Background: Disruption of the circadian system may be causal for manifestations of the metabolic syndrome (MetS). Objective: The objective was to study the associations of 5 CLOCK polymorphisms with MetS features by analyzing fatty acid (FA) composition from dietary and red blood cell (RBC) membrane sources. Design: Participants (n = 1100) in the Genetics of Lipid Lowering Drugs and Diet Network (GOLDN) study were included. Dietary intake was estimated with a validated questionnaire. Anthropometric and biochemical measurements and genotypes were determined.

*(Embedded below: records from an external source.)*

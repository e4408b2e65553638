// Copyright 2025 the Ringchart Authors
// SPDX-License-Identifier: Apache-2.0 OR MIT

//! Legend layout.
//!
//! The legend is a single column of rows drawn over the ring's hole: a color dot followed by
//! `"{percentage}% {label}"`. The column is vertically centered on the ring center and
//! horizontally anchored a fixed inset inside the ring's left edge.

extern crate alloc;

use alloc::format;
use alloc::string::String;
use alloc::vec::Vec;

use kurbo::{Point, Rect};
use peniko::Color;

#[cfg(all(not(feature = "std"), not(test)))]
use crate::float::FloatExt;
use crate::geometry::Slice;
use crate::palette::ColorPalette;
use crate::text::{TextMeasurer, TextStyle};

/// A positioned legend row.
#[derive(Clone, Debug, PartialEq)]
pub struct LegendRow {
    /// Position of the row in the legend (and of its slice in the dataset).
    pub row_index: usize,
    /// Bounds of the color dot.
    pub dot: Rect,
    /// Color of the dot (the slice color).
    pub dot_color: Color,
    /// `floor(fraction * 100)`, in `0..=100`.
    pub percentage: u8,
    /// The row text, `"{percentage}% {label}"`.
    pub text: String,
    /// Box the text is drawn into; its width is clipped to the space left of the right inset.
    pub text_rect: Rect,
}

/// Legend layout constants.
#[derive(Clone, Copy, Debug, PartialEq)]
pub struct LegendLayoutSpec {
    /// Side of the color dot.
    pub swatch_size: f64,
    /// Distance from the ring's left edge to the legend column, mirrored on the right.
    pub inset: f64,
    /// Vertical gap added to the line height for each row.
    pub row_gutter: f64,
    /// Horizontal gap between dot and text.
    pub label_dx: f64,
}

impl Default for LegendLayoutSpec {
    fn default() -> Self {
        Self {
            swatch_size: 12.0,
            inset: 48.0,
            row_gutter: 8.0,
            label_dx: 6.0,
        }
    }
}

impl LegendLayoutSpec {
    /// Sets the dot size.
    pub fn with_swatch_size(mut self, swatch_size: f64) -> Self {
        self.swatch_size = swatch_size.max(0.0);
        self
    }

    /// Sets the horizontal inset.
    pub fn with_inset(mut self, inset: f64) -> Self {
        self.inset = inset;
        self
    }

    /// Sets the gap between rows.
    pub fn with_row_gutter(mut self, row_gutter: f64) -> Self {
        self.row_gutter = row_gutter.max(0.0);
        self
    }

    /// Sets the gap between dot and text.
    pub fn with_label_dx(mut self, label_dx: f64) -> Self {
        self.label_dx = label_dx;
        self
    }

    /// Lays out one row per colored slice.
    ///
    /// Rows stop at the first slice the palette has no color for. `bounds` is the chart's drawing
    /// area; text boxes end `inset` before its right edge.
    pub fn rows(
        &self,
        slices: &[Slice<'_>],
        palette: &ColorPalette,
        center: Point,
        radius: f64,
        bounds: Rect,
        style: &TextStyle,
        measurer: &dyn TextMeasurer,
    ) -> Vec<LegendRow> {
        let colored: Vec<(&Slice<'_>, Color)> = slices
            .iter()
            .map_while(|slice| palette.color_for(slice.color_index).map(|c| (slice, c)))
            .collect();
        if colored.len() < slices.len() {
            tracing::debug!(
                shown = colored.len(),
                total = slices.len(),
                "legend truncated by bounded palette"
            );
        }

        let line_height = measurer.line_height(style);
        let pitch = line_height + self.row_gutter;
        let top = center.y - colored.len() as f64 * pitch * 0.5;
        let x = center.x - radius + self.inset;

        colored
            .into_iter()
            .enumerate()
            .map(|(i, (slice, dot_color))| {
                let y = top + i as f64 * pitch;
                let dot = Rect::new(x, y, x + self.swatch_size, y + self.swatch_size);
                let text_x = dot.x1 + self.label_dx;
                let text_w = (bounds.x1 - text_x - self.inset).max(0.0);
                let percentage = percentage(slice.fraction);
                LegendRow {
                    row_index: i,
                    dot,
                    dot_color,
                    percentage,
                    text: format!("{percentage}% {}", slice.entity.label()),
                    text_rect: Rect::new(text_x, y, text_x + text_w, y + line_height),
                }
            })
            .collect()
    }
}

fn percentage(fraction: f64) -> u8 {
    let pct = (fraction * 100.0).floor().clamp(0.0, 100.0);
    #[allow(
        clippy::cast_possible_truncation,
        reason = "clamped to 0..=100 above"
    )]
    {
        pct as u8
    }
}
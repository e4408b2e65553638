// Copyright 2025 the Ringchart Authors
// SPDX-License-Identifier: Apache-2.0 OR MIT

//! Slice color assignment.
//!
//! The palette is a fixed list of [`PALETTE_SIZE`] colors. What happens past the end of the list
//! is an explicit [`PalettePolicy`]: either the chart stops drawing (bounded) or colors repeat
//! (cyclic).

use peniko::Color;
use peniko::color::palette::css;

/// Number of colors in a palette.
pub const PALETTE_SIZE: usize = 6;

/// The default slice colors, in assignment order.
pub const DEFAULT_COLORS: [Color; PALETTE_SIZE] = [
    Color::from_rgb8(42, 232, 129),
    Color::from_rgb8(252, 227, 0),
    css::RED,
    css::BLUE,
    Color::from_rgb8(255, 45, 85),
    Color::from_rgb8(142, 142, 147),
];

/// How slice indices past the end of the palette are colored.
#[derive(Clone, Copy, Debug, Default, PartialEq, Eq, Hash)]
pub enum PalettePolicy {
    /// Indices past the palette have no color.
    ///
    /// Renderers stop at the first uncolored slice, so a dataset with more entities than colors
    /// is truncated: later arcs and legend rows are not drawn.
    Bounded,
    /// Indices wrap around (`index % PALETTE_SIZE`), so every slice is drawn.
    #[default]
    Cyclic,
}

/// A fixed list of slice colors plus the overflow policy.
#[derive(Clone, Copy, Debug, PartialEq)]
pub struct ColorPalette {
    colors: [Color; PALETTE_SIZE],
    policy: PalettePolicy,
}

impl Default for ColorPalette {
    fn default() -> Self {
        Self::new(PalettePolicy::default())
    }
}

impl ColorPalette {
    /// The default colors with the given policy.
    pub fn new(policy: PalettePolicy) -> Self {
        Self::from_colors(DEFAULT_COLORS, policy)
    }

    /// Custom colors with the given policy.
    pub fn from_colors(colors: [Color; PALETTE_SIZE], policy: PalettePolicy) -> Self {
        Self { colors, policy }
    }

    /// Sets the overflow policy.
    pub fn with_policy(mut self, policy: PalettePolicy) -> Self {
        self.policy = policy;
        self
    }

    /// The overflow policy.
    pub fn policy(&self) -> PalettePolicy {
        self.policy
    }

    /// The colors in assignment order.
    pub fn colors(&self) -> &[Color; PALETTE_SIZE] {
        &self.colors
    }

    /// Color for the slice at `index`, or `None` when a bounded palette is exhausted.
    pub fn color_for(&self, index: usize) -> Option<Color> {
        match self.policy {
            PalettePolicy::Bounded => self.colors.get(index).copied(),
            PalettePolicy::Cyclic => Some(self.colors[index % PALETTE_SIZE]),
        }
    }
}

#[cfg(test)]
mod tests {
    extern crate std;

    use super::*;

    #[test]
    fn default_colors_are_distinct() {
        for (i, a) in DEFAULT_COLORS.iter().enumerate() {
            for b in &DEFAULT_COLORS[i + 1..] {
                assert_ne!(a, b);
            }
        }
    }

    #[test]
    fn bounded_is_defined_only_inside_the_palette() {
        let palette = ColorPalette::new(PalettePolicy::Bounded);
        for (i, color) in DEFAULT_COLORS.iter().enumerate() {
            assert_eq!(palette.color_for(i), Some(*color));
        }
        assert_eq!(palette.color_for(PALETTE_SIZE), None);
        assert_eq!(palette.color_for(100), None);
    }

    #[test]
    fn cyclic_wraps_around() {
        let palette = ColorPalette::new(PalettePolicy::Cyclic);
        for i in 0..40 {
            assert_eq!(palette.color_for(i), palette.color_for(i % PALETTE_SIZE));
        }
        assert_eq!(palette.color_for(7), Some(DEFAULT_COLORS[1]));
    }

    #[test]
    fn default_palette_is_cyclic() {
        assert_eq!(ColorPalette::default().policy(), PalettePolicy::Cyclic);
        let bounded = ColorPalette::default().with_policy(PalettePolicy::Bounded);
        assert_eq!(bounded.policy(), PalettePolicy::Bounded);
    }

    #[test]
    fn custom_colors_are_used_in_order() {
        let colors = [
            css::BLACK,
            css::WHITE,
            css::TOMATO,
            css::GOLD,
            css::TEAL,
            css::NAVY,
        ];
        let palette = ColorPalette::from_colors(colors, PalettePolicy::Bounded);
        assert_eq!(palette.colors(), &colors);
        assert_eq!(palette.color_for(2), Some(css::TOMATO));
    }
}
// Copyright 2025 the Ringchart Authors
// SPDX-License-Identifier: Apache-2.0 OR MIT

//! The rotate-and-fade effect played during a dataset transition.
//!
//! The effect is described as data (a linear rotation plus opacity keyframes over normalized
//! time) so a host can hand it to whatever animation system it has, or sample it per frame with
//! [`TransitionEffect::sample`].

use core::f64::consts::TAU;

use kurbo::{Affine, Point};

/// A value at a normalized time in `0.0..=1.0`.
#[derive(Clone, Copy, Debug, PartialEq)]
pub struct Keyframe {
    /// Normalized time.
    pub time: f64,
    /// Value at `time`.
    pub value: f64,
}

impl Keyframe {
    const fn new(time: f64, value: f64) -> Self {
        Self { time, value }
    }
}

/// Opacity keyframes: fade out over the first half, hold fully transparent across the swap,
/// fade back in over the second half.
///
/// The short hold after `0.5` keeps the swapped-in dataset from popping in at full opacity.
pub const FADE_KEYFRAMES: [Keyframe; 4] = [
    Keyframe::new(0.0, 1.0),
    Keyframe::new(0.5, 0.0),
    Keyframe::new(0.5001, 0.0),
    Keyframe::new(1.0, 1.0),
];

/// Rotation plus opacity, played over a transition's duration.
#[derive(Clone, Copy, Debug, PartialEq)]
pub struct TransitionEffect {
    /// Rotation (radians) at the start of the effect.
    pub rotation_from: f64,
    /// Rotation (radians) at the end of the effect.
    pub rotation_to: f64,
    /// Opacity keyframes, sorted by time, all segments linear.
    pub opacity: [Keyframe; 4],
}

impl Default for TransitionEffect {
    fn default() -> Self {
        Self::ROTATE_AND_FADE
    }
}

impl TransitionEffect {
    /// One full clockwise turn while fading out and back in.
    pub const ROTATE_AND_FADE: Self = Self {
        rotation_from: 0.0,
        rotation_to: TAU,
        opacity: FADE_KEYFRAMES,
    };

    /// Samples the effect at normalized `progress` (clamped to `0.0..=1.0`).
    pub fn sample(&self, progress: f64) -> EffectFrame {
        let t = if progress.is_nan() {
            0.0
        } else {
            progress.clamp(0.0, 1.0)
        };
        EffectFrame {
            rotation: self.rotation_from + (self.rotation_to - self.rotation_from) * t,
            opacity: interpolate(&self.opacity, t),
        }
    }
}

fn interpolate(keys: &[Keyframe], t: f64) -> f64 {
    let Some(first) = keys.first() else {
        return 1.0;
    };
    if t <= first.time {
        return first.value;
    }
    for pair in keys.windows(2) {
        let (a, b) = (pair[0], pair[1]);
        if t <= b.time {
            let span = b.time - a.time;
            if span <= 0.0 {
                return b.value;
            }
            return a.value + (b.value - a.value) * (t - a.time) / span;
        }
    }
    keys[keys.len() - 1].value
}

/// The effect's visual state at one instant.
#[derive(Clone, Copy, Debug, PartialEq)]
pub struct EffectFrame {
    /// Rotation in radians, applied about the ring center.
    pub rotation: f64,
    /// Opacity of the whole chart in `0.0..=1.0`.
    pub opacity: f64,
}

impl Default for EffectFrame {
    fn default() -> Self {
        Self::IDENTITY
    }
}

impl EffectFrame {
    /// No rotation, fully opaque.
    pub const IDENTITY: Self = Self {
        rotation: 0.0,
        opacity: 1.0,
    };

    /// Whether this frame leaves the chart untouched.
    pub fn is_identity(&self) -> bool {
        *self == Self::IDENTITY
    }

    /// The rotation as an affine transform about `center`.
    pub fn transform(&self, center: Point) -> Affine {
        Affine::rotate_about(self.rotation, center)
    }
}
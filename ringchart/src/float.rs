// Copyright 2025 the Ringchart Authors
// SPDX-License-Identifier: Apache-2.0 OR MIT

//! Float helpers for `no_std` builds.
//!
//! `f64::floor` is not available in `core`, so percentages in legend rows go through this trait,
//! which dispatches to `libm` when the `std` feature is off.

#[cfg_attr(
    test,
    allow(dead_code, reason = "test builds link std, whose inherent methods take precedence")
)]
pub(crate) trait FloatExt {
    fn floor(self) -> Self;
}

#[cfg(all(not(feature = "std"), feature = "libm"))]
impl FloatExt for f64 {
    fn floor(self) -> Self {
        libm::floor(self)
    }
}

#[cfg(all(not(feature = "std"), not(feature = "libm")))]
compile_error!("ringchart requires either the `std` or `libm` feature");
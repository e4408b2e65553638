// Copyright 2025 the Ringchart Authors
// SPDX-License-Identifier: Apache-2.0 OR MIT

//! Dataset transition state machine.
//!
//! A transition plays [`TransitionEffect::ROTATE_AND_FADE`] over its duration and replaces the
//! live dataset exactly once, at the midpoint, while the chart is fully transparent:
//!
//! ```text
//! Idle --request--> Running --Midpoint--> Running (swapped) --Complete--> Idle
//! ```
//!
//! The controller owns no clock. Timer events come back from the host's [`Scheduler`]; each one
//! carries the [`Generation`] of the transition that scheduled it, so events from a replaced or
//! cancelled transition are ignored.

extern crate alloc;

use alloc::collections::VecDeque;
use alloc::vec::Vec;

use crate::data_model::{DataModel, DatasetChanged};
use crate::effect::{EffectFrame, TransitionEffect};
use crate::entity::Entity;
use crate::scheduler::{Generation, Scheduler, TimerEvent};

/// Duration used when the host has no preference, in seconds.
pub const DEFAULT_TRANSITION_DURATION: f64 = 1.0;

/// Errors returned when requesting a transition.
#[derive(Clone, Copy, Debug, PartialEq, thiserror::Error)]
pub enum TransitionError {
    /// The duration is zero, negative, or not finite.
    #[error("transition duration must be finite and positive, got {0}")]
    InvalidDuration(f64),
    /// A transition is running and the policy is [`ReentrancyPolicy::Reject`].
    #[error("a transition is already running")]
    Busy,
}

/// What a request does while another transition is running.
#[derive(Clone, Copy, Debug, Default, PartialEq, Eq, Hash)]
pub enum ReentrancyPolicy {
    /// Abandon the running transition and start over from the current live dataset.
    #[default]
    ReplaceAndRestart,
    /// Start the request after the running (and earlier queued) transitions complete.
    Queue,
    /// Refuse the request with [`TransitionError::Busy`].
    Reject,
}

/// Outcome of a successful request.
#[derive(Clone, Copy, Debug, PartialEq, Eq)]
pub enum TransitionStarted {
    /// The transition is running now.
    Running(Generation),
    /// The transition waits behind `ahead` others.
    Queued {
        /// Number of transitions that run before this one, including the current one.
        ahead: usize,
    },
}

/// A transition in flight.
#[derive(Clone, Debug, PartialEq)]
pub struct RunningTransition {
    /// Identity of this transition.
    pub generation: Generation,
    /// Live dataset when the transition started.
    pub old: Vec<Entity>,
    /// Dataset swapped in at the midpoint.
    pub new: Vec<Entity>,
    /// Clock value when the transition started, in seconds.
    pub start_time: f64,
    /// Total duration in seconds.
    pub duration: f64,
    /// Whether the midpoint swap has happened.
    pub swapped: bool,
}

impl RunningTransition {
    /// Normalized progress at `now`, clamped to `0.0..=1.0`.
    pub fn progress(&self, now: f64) -> f64 {
        ((now - self.start_time) / self.duration).clamp(0.0, 1.0)
    }
}

/// Transition phase.
#[derive(Clone, Debug, Default, PartialEq)]
pub enum TransitionState {
    /// No transition in flight; the effect is the identity.
    #[default]
    Idle,
    /// A transition is playing.
    Running(RunningTransition),
}

#[derive(Clone, Debug)]
struct QueuedTransition {
    new: Vec<Entity>,
    duration: f64,
}

/// Drives dataset transitions against a [`DataModel`].
#[derive(Clone, Debug, Default)]
pub struct TransitionController {
    state: TransitionState,
    policy: ReentrancyPolicy,
    next_generation: u64,
    queue: VecDeque<QueuedTransition>,
}

impl TransitionController {
    /// An idle controller with the given re-entrancy policy.
    pub fn new(policy: ReentrancyPolicy) -> Self {
        Self {
            policy,
            ..Self::default()
        }
    }

    /// The re-entrancy policy.
    pub fn policy(&self) -> ReentrancyPolicy {
        self.policy
    }

    /// The current phase.
    pub fn state(&self) -> &TransitionState {
        &self.state
    }

    /// Whether a transition is in flight.
    pub fn is_running(&self) -> bool {
        matches!(self.state, TransitionState::Running(_))
    }

    /// Number of queued requests (only non-zero under [`ReentrancyPolicy::Queue`]).
    pub fn queued_len(&self) -> usize {
        self.queue.len()
    }

    /// Requests a transition from the live dataset to `new`.
    ///
    /// Returns immediately; the model is not touched until the midpoint event is delivered.
    pub fn request(
        &mut self,
        model: &DataModel,
        new: Vec<Entity>,
        duration: f64,
        now: f64,
        scheduler: &mut dyn Scheduler,
    ) -> Result<TransitionStarted, TransitionError> {
        if !duration.is_finite() || duration <= 0.0 {
            tracing::warn!(duration, "rejected transition with invalid duration");
            return Err(TransitionError::InvalidDuration(duration));
        }

        if let TransitionState::Running(running) = &self.state {
            match self.policy {
                ReentrancyPolicy::Reject => {
                    tracing::debug!(
                        running = running.generation.0,
                        "rejected transition while busy"
                    );
                    return Err(TransitionError::Busy);
                }
                ReentrancyPolicy::Queue => {
                    self.queue.push_back(QueuedTransition { new, duration });
                    let ahead = self.queue.len();
                    tracing::debug!(ahead, "queued transition");
                    return Ok(TransitionStarted::Queued { ahead });
                }
                ReentrancyPolicy::ReplaceAndRestart => {
                    tracing::debug!(
                        replaced = running.generation.0,
                        swapped = running.swapped,
                        "restarting transition"
                    );
                }
            }
        }

        let generation = self.start(model.entities().to_vec(), new, duration, now, scheduler);
        Ok(TransitionStarted::Running(generation))
    }

    fn start(
        &mut self,
        old: Vec<Entity>,
        new: Vec<Entity>,
        duration: f64,
        now: f64,
        scheduler: &mut dyn Scheduler,
    ) -> Generation {
        self.next_generation += 1;
        let generation = Generation(self.next_generation);

        scheduler.run_effect(TransitionEffect::ROTATE_AND_FADE, duration);
        scheduler.schedule(duration * 0.5, TimerEvent::Midpoint(generation));
        scheduler.schedule(duration, TimerEvent::Complete(generation));

        tracing::debug!(
            generation = generation.0,
            duration,
            old_len = old.len(),
            new_len = new.len(),
            "transition started"
        );
        self.state = TransitionState::Running(RunningTransition {
            generation,
            old,
            new,
            start_time: now,
            duration,
            swapped: false,
        });
        generation
    }

    /// Handles a timer event delivered by the scheduler at clock value `now`.
    ///
    /// Returns the change event when the live dataset was replaced. Events from other
    /// generations are ignored. A queued transition started by a `Complete` event begins at
    /// `now`, the same instant the scheduler measures its delays from.
    pub fn on_timer(
        &mut self,
        event: TimerEvent,
        now: f64,
        model: &mut DataModel,
        scheduler: &mut dyn Scheduler,
    ) -> Option<DatasetChanged> {
        let TransitionState::Running(running) = &mut self.state else {
            tracing::trace!(?event, "timer event while idle");
            return None;
        };
        if running.generation != event.generation() {
            tracing::trace!(?event, current = running.generation.0, "stale timer event");
            return None;
        }

        match event {
            TimerEvent::Midpoint(_) => Self::swap(running, model),
            TimerEvent::Complete(_) => {
                // A scheduler may coalesce both events into one frame; the swap still happens
                // exactly once.
                let changed = Self::swap(running, model);
                tracing::debug!(generation = running.generation.0, "transition complete");
                self.state = TransitionState::Idle;

                if let Some(next) = self.queue.pop_front() {
                    self.start(
                        model.entities().to_vec(),
                        next.new,
                        next.duration,
                        now,
                        scheduler,
                    );
                }
                changed
            }
        }
    }

    fn swap(running: &mut RunningTransition, model: &mut DataModel) -> Option<DatasetChanged> {
        if running.swapped {
            return None;
        }
        running.swapped = true;
        tracing::debug!(generation = running.generation.0, "midpoint dataset swap");
        Some(model.set(running.new.clone()))
    }

    /// Abandons the running transition and every queued one.
    ///
    /// The live dataset keeps whatever value it has now, and the scheduler is told to stop the
    /// effect. Returns whether anything was running.
    pub fn cancel(&mut self, scheduler: &mut dyn Scheduler) -> bool {
        let cancelled = self.abandon();
        if cancelled {
            scheduler.cancel_effect();
        }
        cancelled
    }

    /// Like [`TransitionController::cancel`], for callers without the scheduler at hand.
    ///
    /// Pending timer events become stale, but a scheduler that plays the effect itself keeps
    /// playing it; [`TransitionController::effect_at`] already reports the identity.
    pub fn abandon(&mut self) -> bool {
        self.queue.clear();
        match core::mem::take(&mut self.state) {
            TransitionState::Idle => false,
            TransitionState::Running(running) => {
                tracing::debug!(
                    generation = running.generation.0,
                    swapped = running.swapped,
                    "transition abandoned"
                );
                true
            }
        }
    }

    /// The effect's visual state at `now`; the identity while idle.
    pub fn effect_at(&self, now: f64) -> EffectFrame {
        match &self.state {
            TransitionState::Idle => EffectFrame::IDENTITY,
            TransitionState::Running(running) => {
                TransitionEffect::ROTATE_AND_FADE.sample(running.progress(now))
            }
        }
    }
}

Postprandial lipids and the FA composition of RBC membranes were analyzed. Results: CLOCK single nucleotide polymorphisms were significantly associated with obesity and individual components of MetS. For single nucleotide polymorphism rs4580704, minor allele carriers had a 46% lower risk of hypertension than did noncarriers. The monounsaturated fatty acid (MUFA) content of RBC membranes, particularly oleic acid, changed according to CLOCK genetic variants (P < 0.05). We identified significant gene-diet interactions associated with MetS at the CLOCK locus. By dichotomizing MUFA intake, we found different effects across rs4580704 genotypes for glucose (P = 0.020) and insulin resistance (P = 0.026). The protective effect of the minor allele on insulin sensitivity was only present when MUFA intake was >13.2% of energy. We also found different effects across CLOCK 3111T→C genotypes for saturated fatty acid intake (% of energy) (P = 0.017). The deleterious effect of gene variants on waist circumference was only found with high saturated fatty acid intakes (>11.8%). Conclusions: CLOCK polymorphisms interact with FAs to modulate MetS traits. The dietary source and membrane content of MUFAs are implicated in the relations between alterations in the circadian system and MetS.